Let's use the book in the link as an example. There was a policy change in California and they evaluate the impact of the policy change by using California as the test group and by using all other states combined as a synthetic control group. The author did that by running a linear regression using the other states as the features and Califonia as the target. He then gets the coefficients from the regression and use it to build his synthetic group. But what if this coefficients are not so adherent? What if when you apply it to get the synthetic group, this group is not so similar as the place you are evaluating the change?
As already noted in the comments, there is one more step I didn't mention, the interpolation of the coefficients. Anyway, the problem is the same: let's suppose that you've tried the regression of all states and California, tried the interpolation, but the error is still big? I mean, suppose the regression+interpolation generated coefficients that didn't fit the data so well, suppose you applied the coefficients interpolated to actual data in order to see how well these coefficients could predict California data, but the error from the prediction these coefficients made is too big. Is there anything you could do to improve it? What should you do if you tried to build your synthetic control group but it didn't get so good.
 A: In addition to the other excellent answer (and yes, more data can really help, this could include different levels of aggregation, e.g. instead of state-level data, can you get county-level data?), there's also the option of shortening or weighting the time horizon for which you are matching the synthetic control. E.g. in the book example, they could have gone further back (assuming the data are available), but they clearly made a choice that e.g. matching the trajectory for data from before the second world war is irrelevant to the question at hand. You could also decide that on a sliding scale of importance matching the data 1987 is twice as important as matching the data for 1977 (which you can either achieve by weighting the loss functions or just scaling the values you are matching - e.g. scaling standardized values in 1977 by a factor of $\sqrt{0.5} \approx 0.707$). This would be arguing that a similar recent trajectory is just more important than what happened further in the past.
However, there's a situation where interpolated synthetic controls just cannot match the treated unit. That's when it's the most extreme of the available units. E.g. int he book example, if California had had by far the highest (or the lowest) per capita cigarette sales prior to the intervention, there would just no weighted average of the other states that can match its numbers. While there might be ways around it (e.g. if you go to the county level and there are some counties somewhere that can match the California counties), this would also have been a big red flag warning you that perhaps no other states really look like California and trying to compare what happens in California to what happens in these states is really problematic. I.e. it might be a warning that there might be no good answer. To quote John Tukey:"The combination of some data and an aching desire for an answer does not ensure that a reasonable answer can be extracted from a given body of data."
A: You can sometimes improve fit by:

*

*Getting more pre-treatment data when possible, though that runs the risk of going so far back that the structural relationship is too different from the period in the study, like when CA was Mexico. Also, does not always work.

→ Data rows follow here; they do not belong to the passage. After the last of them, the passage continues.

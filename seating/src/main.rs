//! `seat-plan` command-line front end.
//!
//! # Usage
//!
//! ```bash
//! seat-plan show
//! seat-plan import roster.txt
//! seat-plan reserve 5 Kim 010-1234-5678 Yangjae paid
//! seat-plan cancel 5 Kim 010-1234-5678
//! seat-plan clear
//! ```
//!
//! Every command except `import` starts from the reservations stored in
//! `SEATING_DATA_FILE`. `import` previews a pasted roster without saving it.

use anyhow::{bail, Context};
use bus_seating::{
    config::Config,
    engine::SeatingEngine,
    render::ConsoleRenderer,
    types::{CancellationRequest, PaymentStatus, ReservationRequest},
};
use seatplan_runtime::metrics::register_metrics;
use std::path::PathBuf;
use std::sync::Arc;
use tracing::info;
use tracing_subscriber::{layer::SubscriberExt, util::SubscriberInitExt};

const USAGE: &str = "usage: seat-plan <show | import <file> | reserve <seat> <name> <phone> <location> [paid|pending] | cancel <seat> <name> <phone> | clear>";

/// One invocation of the tool
#[derive(Debug)]
enum Command {
    Show,
    Import(PathBuf),
    Reserve(ReservationRequest),
    Cancel(CancellationRequest),
    Clear,
}

impl Command {
    fn parse(args: &[String]) -> anyhow::Result<Self> {
        let args: Vec<&str> = args.iter().map(String::as_str).collect();
        match args.as_slice() {
            [] | ["show"] => Ok(Self::Show),
            ["import", file] => Ok(Self::Import(PathBuf::from(*file))),
            ["reserve", seat, name, phone, location, rest @ ..] => {
                let status = match rest {
                    [] | ["pending"] => PaymentStatus::Pending,
                    ["paid"] => PaymentStatus::Paid,
                    _ => bail!(USAGE),
                };
                Ok(Self::Reserve(
                    ReservationRequest::new(parse_seat(seat)?, *name, *phone, *location)
                        .with_payment_status(status),
                ))
            },
            ["cancel", seat, name, phone] => Ok(Self::Cancel(CancellationRequest::new(
                parse_seat(seat)?,
                *name,
                *phone,
            ))),
            ["clear"] => Ok(Self::Clear),
            _ => bail!(USAGE),
        }
    }
}

fn parse_seat(raw: &str) -> anyhow::Result<u32> {
    raw.parse()
        .with_context(|| format!("seat must be a number, got {raw:?}"))
}

#[tokio::main]
async fn main() -> anyhow::Result<()> {
    dotenvy::dotenv().ok();
    let config = Config::from_env();

    tracing_subscriber::registry()
        .with(
            tracing_subscriber::EnvFilter::try_from_default_env()
                .unwrap_or_else(|_| config.log_level.as_str().into()),
        )
        .with(tracing_subscriber::fmt::layer().with_writer(std::io::stderr))
        .init();

    register_metrics();

    info!(
        log_level = %config.log_level,
        data_file = %config.storage.data_file.display(),
        request_timeout_secs = config.engine.request_timeout_secs,
        "Configuration loaded"
    );

    let args: Vec<String> = std::env::args().skip(1).collect();
    let command = Command::parse(&args)?;

    let engine = SeatingEngine::from_config(&config, Arc::new(ConsoleRenderer));

    match command {
        Command::Show => {
            let loaded = engine.load_reservations().await?;
            info!(loaded, "Reservations loaded");
        },
        Command::Import(path) => {
            let text = tokio::fs::read_to_string(&path)
                .await
                .with_context(|| format!("failed to read roster {}", path.display()))?;
            let summary = engine.import_roster(&text).await?;
            info!(
                imported = summary.imported,
                skipped_lines = summary.skipped_lines,
                "Roster imported"
            );
        },
        Command::Reserve(request) => {
            engine.load_reservations().await?;
            let reservation = engine.reserve_seat(request).await?;
            info!(
                seat = %reservation.seat(),
                name = reservation.name(),
                "Seat reserved"
            );
        },
        Command::Cancel(request) => {
            engine.load_reservations().await?;
            let reservation = engine.cancel_reservation(request).await?;
            info!(
                seat = %reservation.seat(),
                name = reservation.name(),
                "Reservation cancelled"
            );
        },
        Command::Clear => {
            engine.load_reservations().await?;
            engine.clear_all().await?;
            info!("All reservations cleared");
        },
    }

    Ok(())
}

#[cfg(test)]
#[allow(clippy::unwrap_used)]
mod tests {
    use super::*;

    fn parse(args: &[&str]) -> anyhow::Result<Command> {
        let args: Vec<String> = args.iter().map(ToString::to_string).collect();
        Command::parse(&args)
    }

    fn reserve_status(status: &[&str]) -> PaymentStatus {
        let mut args = vec!["reserve", "5", "Kim", "010-1234-5678", "Yangjae"];
        args.extend_from_slice(status);
        match parse(&args).unwrap() {
            Command::Reserve(request) => request.payment_status,
            other => unreachable!("expected a reservation, got {other:?}"),
        }
    }

    #[test]
    fn reserve_reads_the_payment_status() {
        assert_eq!(reserve_status(&["paid"]), PaymentStatus::Paid);
        assert_eq!(reserve_status(&["pending"]), PaymentStatus::Pending);
        assert_eq!(reserve_status(&[]), PaymentStatus::Pending);
    }

    #[test]
    fn reserve_rejects_unknown_status_words() {
        let base = ["reserve", "5", "Kim", "010-1234-5678", "Yangjae"];
        for status in [&["done"][..], &["입완"], &["Paid"], &["paid", "extra"]] {
            let args: Vec<&str> = base.iter().chain(status).copied().collect();
            assert!(parse(&args).is_err(), "{status:?} should be refused");
        }
    }

    #[test]
    fn reserve_keeps_the_form_fields() {
        let Command::Reserve(request) =
            parse(&["reserve", "12", "Kim", "010-1234-5678", "Yangjae", "paid"]).unwrap()
        else {
            unreachable!("expected a reservation");
        };
        assert_eq!(
            request,
            ReservationRequest::new(12, "Kim", "010-1234-5678", "Yangjae")
                .with_payment_status(PaymentStatus::Paid)
        );
    }

    #[test]
    fn other_commands_parse() {
        assert!(matches!(parse(&[]).unwrap(), Command::Show));
        assert!(matches!(parse(&["show"]).unwrap(), Command::Show));
        assert!(matches!(parse(&["clear"]).unwrap(), Command::Clear));
        assert!(matches!(
            parse(&["import", "roster.txt"]).unwrap(),
            Command::Import(path) if path == PathBuf::from("roster.txt")
        ));
        assert!(matches!(
            parse(&["cancel", "3", "Kim", "010-1234-5678"]).unwrap(),
            Command::Cancel(request) if request.seat == 3
        ));
        assert!(parse(&["cancel", "three", "Kim", "010-1234-5678"]).is_err());
        assert!(parse(&["fly"]).is_err());
    }
}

*Adding variables that are not just the lagged outcome in calculating the weights, like beer consumption and income per capita.

*Removing units from the potential donor pool that are dissimilar to the treated unit:

*

*Only use untreated units that do not adopt interventions similar to the one under investigation during the period of the study.

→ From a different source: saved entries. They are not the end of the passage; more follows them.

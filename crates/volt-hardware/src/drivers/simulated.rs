//! Simulated supply and meter wired to a shared resistive load.
//!
//! The two devices share one [`SimulatedBench`], so the meter reads what the
//! supply is driving: a constant-voltage source into a fixed resistance,
//! current limited by the programmed limit. Energy integrates on the Tokio
//! clock while the accumulator runs, which keeps paused-clock tests exact.
//!
//! A [`FaultPlan`] injects failures deterministically:
//! - per (channel, fetch index): no reply, malformed reply or I/O failure
//! - per device: connect failure with a chosen [`FaultKind`]
//! - a connect delay, to hold a run in its `Connecting` phase
//!
//! # Example
//!
//! ```rust,ignore
//! let plan = FaultPlan::none().on_fetch(Channel::Current, 1, InjectedFault::NoResponse);
//! let bench = SimulatedBench::new(50.0).with_faults(plan);
//! let connector = SimulatedConnector::new(bench.clone());
//! ```

use async_trait::async_trait;
use parking_lot::Mutex;
use std::collections::HashMap;
use std::sync::Arc;
use std::time::Duration;
use tokio::time::Instant;
use tracing::debug;
use volt_core::error::{FaultKind, InstrumentError, InstrumentResult};
use volt_core::{Channel, EnergyMeter, MeterSetup, PowerSource};

pub const SIMULATED_IDENTITY: &str = "VOLT/RUNNER,SIM-PSU,0,1.0";

/// Failure injected on a single fetch.
#[derive(Debug, Clone, Copy, PartialEq, Eq)]
pub enum InjectedFault {
    /// The meter stays silent for the whole fetch window.
    NoResponse,
    /// The meter answers with text that is not a number.
    Malformed,
    /// The transport fails.
    Io,
}

/// Deterministic fault schedule for a simulated bench.
#[derive(Debug, Clone, Default)]
pub struct FaultPlan {
    fetch_faults: HashMap<(Channel, u32), InjectedFault>,
    connect_source: Option<FaultKind>,
    connect_meter: Option<FaultKind>,
    fail_identity: bool,
    fail_configure: bool,
    connect_delay: Duration,
}

impl FaultPlan {
    pub fn none() -> Self {
        Self::default()
    }

    /// Fail the `index`-th fetch (0-based) of `channel`.
    pub fn on_fetch(mut self, channel: Channel, index: u32, fault: InjectedFault) -> Self {
        self.fetch_faults.insert((channel, index), fault);
        self
    }

    pub fn fail_source_connect(mut self, kind: FaultKind) -> Self {
        self.connect_source = Some(kind);
        self
    }

    pub fn fail_meter_connect(mut self, kind: FaultKind) -> Self {
        self.connect_meter = Some(kind);
        self
    }

    /// Make `*IDN?` fail.
    pub fn fail_identity(mut self) -> Self {
        self.fail_identity = true;
        self
    }

    /// Make the meter reject its setup.
    pub fn fail_configure(mut self) -> Self {
        self.fail_configure = true;
        self
    }

    /// Delay opening the supply by `delay` on the Tokio clock.
    pub fn slow_connect(mut self, delay: Duration) -> Self {
        self.connect_delay = delay;
        self
    }
}

#[derive(Debug)]
struct BenchState {
    load_ohms: f64,
    setpoint_v: f64,
    limit_a: f64,
    output_on: bool,
    accumulating: bool,
    energy_wh: f64,
    last_integration: Option<Instant>,
    fetch_counts: HashMap<Channel, u32>,
    log: Vec<String>,
    plan: FaultPlan,
}

impl BenchState {
    /// Voltage and current at the load right now.
    fn operating_point(&self) -> (f64, f64) {
        if !self.output_on || self.load_ohms <= 0.0 {
            return (0.0, 0.0);
        }
        let unlimited = self.setpoint_v / self.load_ohms;
        if unlimited > self.limit_a {
            (self.limit_a * self.load_ohms, self.limit_a)
        } else {
            (self.setpoint_v, unlimited)
        }
    }

    fn integrate(&mut self) {
        let now = Instant::now();
        if let Some(last) = self.last_integration {
            if self.accumulating {
                let (v, i) = self.operating_point();
                let hours = now.duration_since(last).as_secs_f64() / 3600.0;
                self.energy_wh += v * i * hours;
            }
        }
        self.last_integration = Some(now);
    }

    fn record(&mut self, entry: impl Into<String>) {
        self.log.push(entry.into());
    }
}

/// Shared simulated load. Cloning yields another handle to the same bench.
#[derive(Debug, Clone)]
pub struct SimulatedBench {
    state: Arc<Mutex<BenchState>>,
}

impl SimulatedBench {
    pub fn new(load_ohms: f64) -> Self {
        Self {
            state: Arc::new(Mutex::new(BenchState {
                load_ohms,
                setpoint_v: 0.0,
                limit_a: 0.0,
                output_on: false,
                accumulating: false,
                energy_wh: 0.0,
                last_integration: None,
                fetch_counts: HashMap::new(),
                log: Vec::new(),
                plan: FaultPlan::none(),
            })),
        }
    }

    pub fn with_faults(self, plan: FaultPlan) -> Self {
        self.state.lock().plan = plan;
        self
    }

    /// Every command the devices received, in order.
    pub fn command_log(&self) -> Vec<String> {
        self.state.lock().log.clone()
    }

    pub fn output_on(&self) -> bool {
        self.state.lock().output_on
    }

    pub(crate) fn connect_delay(&self) -> Duration {
        self.state.lock().plan.connect_delay
    }

    fn connect_fault(&self, device: &'static str) -> Option<FaultKind> {
        let state = self.state.lock();
        match device {
            SUPPLY_DEVICE => state.plan.connect_source,
            _ => state.plan.connect_meter,
        }
    }

    pub(crate) fn record(&self, entry: impl Into<String>) {
        self.state.lock().record(entry);
    }
}

const SUPPLY_DEVICE: &str = "psu";
const METER_DEVICE: &str = "meter";

/// Simulated programmable supply.
pub struct SimulatedSupply {
    bench: SimulatedBench,
}

impl SimulatedSupply {
    pub fn connect(bench: &SimulatedBench, address: &str) -> InstrumentResult<Self> {
        if let Some(kind) = bench.connect_fault(SUPPLY_DEVICE) {
            return Err(InstrumentError::new(
                SUPPLY_DEVICE,
                kind,
                format!("cannot open {}", address),
            ));
        }
        bench.record(format!("open psu {}", address));
        Ok(Self {
            bench: bench.clone(),
        })
    }
}

#[async_trait]
impl PowerSource for SimulatedSupply {
    async fn set_voltage(&self, volts: f64) -> InstrumentResult<()> {
        let mut state = self.bench.state.lock();
        state.integrate();
        state.setpoint_v = volts;
        state.record(format!("VOLTage {}", volts));
        Ok(())
    }

    async fn set_current_limit(&self, amps: f64) -> InstrumentResult<()> {
        let mut state = self.bench.state.lock();
        state.integrate();
        state.limit_a = amps;
        state.record(format!("CURRent {}", amps));
        Ok(())
    }

    async fn set_output(&self, enabled: bool) -> InstrumentResult<()> {
        let mut state = self.bench.state.lock();
        state.integrate();
        state.output_on = enabled;
        state.record(if enabled { "OUTPut ON" } else { "OUTPut OFF" });
        Ok(())
    }

    async fn query_identity(&self) -> InstrumentResult<String> {
        let mut state = self.bench.state.lock();
        state.record("*IDN?");
        if state.plan.fail_identity {
            return Err(InstrumentError::timeout(SUPPLY_DEVICE, "no reply to *IDN?"));
        }
        Ok(SIMULATED_IDENTITY.to_string())
    }

    async fn close(&self) -> InstrumentResult<()> {
        self.bench.record("close psu");
        Ok(())
    }
}

/// Simulated energy meter reading the bench load.
pub struct SimulatedMeter {
    bench: SimulatedBench,
    port: String,
}

impl SimulatedMeter {
    pub fn connect(bench: &SimulatedBench, port: &str) -> InstrumentResult<Self> {
        if let Some(kind) = bench.connect_fault(METER_DEVICE) {
            return Err(InstrumentError::new(
                METER_DEVICE,
                kind,
                format!("cannot open {}", port),
            ));
        }
        bench.record(format!("open meter {}", port));
        Ok(Self {
            bench: bench.clone(),
            port: port.to_string(),
        })
    }
}

#[async_trait]
impl EnergyMeter for SimulatedMeter {
    async fn configure(&self, setup: &MeterSetup) -> InstrumentResult<()> {
        let mut state = self.bench.state.lock();
        state.record(format!(":FUNCtion:mode {}", setup.mode.as_str()));
        if state.plan.fail_configure {
            return Err(InstrumentError::new(
                METER_DEVICE,
                FaultKind::Rejected,
                "mode command rejected",
            ));
        }
        if setup.reset_energy {
            state.energy_wh = 0.0;
            state.record(":FUNCtion:ENERgy reset");
        }
        state.record(":FUNCtion:ecmode MAN");
        if setup.sync_clock.is_some() {
            state.record(":SYSTem clock sync");
        }
        Ok(())
    }

    async fn start_accumulation(&self) -> InstrumentResult<()> {
        let mut state = self.bench.state.lock();
        state.integrate();
        state.accumulating = true;
        state.record(":FUNCtion:ENERgy run");
        Ok(())
    }

    async fn stop_accumulation(&self) -> InstrumentResult<()> {
        let mut state = self.bench.state.lock();
        state.integrate();
        state.accumulating = false;
        state.record(":FUNCtion:ENERgy stop");
        Ok(())
    }

    async fn reset_accumulation(&self) -> InstrumentResult<()> {
        let mut state = self.bench.state.lock();
        state.integrate();
        state.energy_wh = 0.0;
        state.record(":FUNCtion:ENERgy reset");
        Ok(())
    }

    async fn fetch(&self, channel: Channel) -> InstrumentResult<Option<f64>> {
        let mut state = self.bench.state.lock();
        state.integrate();

        let count = state.fetch_counts.entry(channel).or_insert(0);
        let index = *count;
        *count += 1;

        if let Some(fault) = state.plan.fetch_faults.get(&(channel, index)).copied() {
            debug!(%channel, index, ?fault, "injecting fetch fault");
            return match fault {
                InjectedFault::NoResponse => Ok(None),
                InjectedFault::Malformed => Err(InstrumentError::malformed(
                    METER_DEVICE,
                    format!("unparsable {} reply: \"#@!\"", channel),
                )),
                InjectedFault::Io => Err(InstrumentError::io(
                    METER_DEVICE,
                    format!("{} fetch failed: device disconnected", channel),
                )),
            };
        }

        let (v, i) = state.operating_point();
        let value = match channel {
            Channel::Voltage => v,
            Channel::Current => i,
            Channel::Power => v * i,
            Channel::Energy => state.energy_wh,
        };
        Ok(Some(value))
    }

    fn port_name(&self) -> String {
        self.port.clone()
    }

    async fn close(&self) -> InstrumentResult<()> {
        self.bench.record("close meter");
        Ok(())
    }
}
//! Protocol timing constants.

use std::time::Duration;

/// Cadence and settle times used while driving the instruments.
#[derive(Debug, Clone, Copy, PartialEq)]
pub struct AcquisitionTiming {
    /// Target spacing between ticks.
    pub record_interval: Duration,
    /// How often observers re-read the store.
    pub observer_refresh: Duration,
    /// Wait for one meter channel reply.
    pub fetch_window: Duration,
    /// Pause after each meter command.
    pub meter_settle: Duration,
    /// Pause after each supply command.
    pub supply_settle: Duration,
    /// Pause between output enable and the first tick.
    pub output_settle: Duration,
}

impl Default for AcquisitionTiming {
    fn default() -> Self {
        Self {
            record_interval: Duration::from_secs(1),
            observer_refresh: Duration::from_millis(750),
            fetch_window: Duration::from_millis(100),
            meter_settle: Duration::from_millis(100),
            supply_settle: Duration::from_millis(200),
            output_settle: Duration::from_secs(1),
        }
    }
}

impl AcquisitionTiming {
    /// All waits zeroed except the record interval. Used with simulated devices.
    pub fn without_settle(record_interval: Duration) -> Self {
        Self {
            record_interval,
            observer_refresh: Duration::from_millis(750),
            fetch_window: Duration::ZERO,
            meter_settle: Duration::ZERO,
            supply_settle: Duration::ZERO,
            output_settle: Duration::ZERO,
        }
    }
}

*Do not suffer large idiosyncratic/local shocks to the outcome of interest during the study period.

*Have characteristics similar to the characteristics of the affected unit.



*Fit can sometimes be improved by using a transformation of the
dependent variable (e.g., $\Delta Y_{it}$ or $\frac{\Delta Y_{it}}{Y_{it}}$, so you are matching the trend or growth rather than the levels. Normalizing by population can help if your treated unit is large relative to the untreated, like CA would be had they not done per capita.

*If the bias in fit is constant over time, you can simply subtract it from the effect. However, I have never seen that happen in the wild.
-- If the poor fit is mostly in the early pre-treatment period, that period can be excluded if motivated well.

*If the poor fit is in the late pre-treatment period, that could indicate evidence of treatment anticipation. For example, if consumers knew the tax was coming soon, they could stock up and put the tobacco in a freezer. Then moving back the treatment start date to the tax increase announcement can help.

If the fit is still bad, abandon the project and move on with your life or try something else.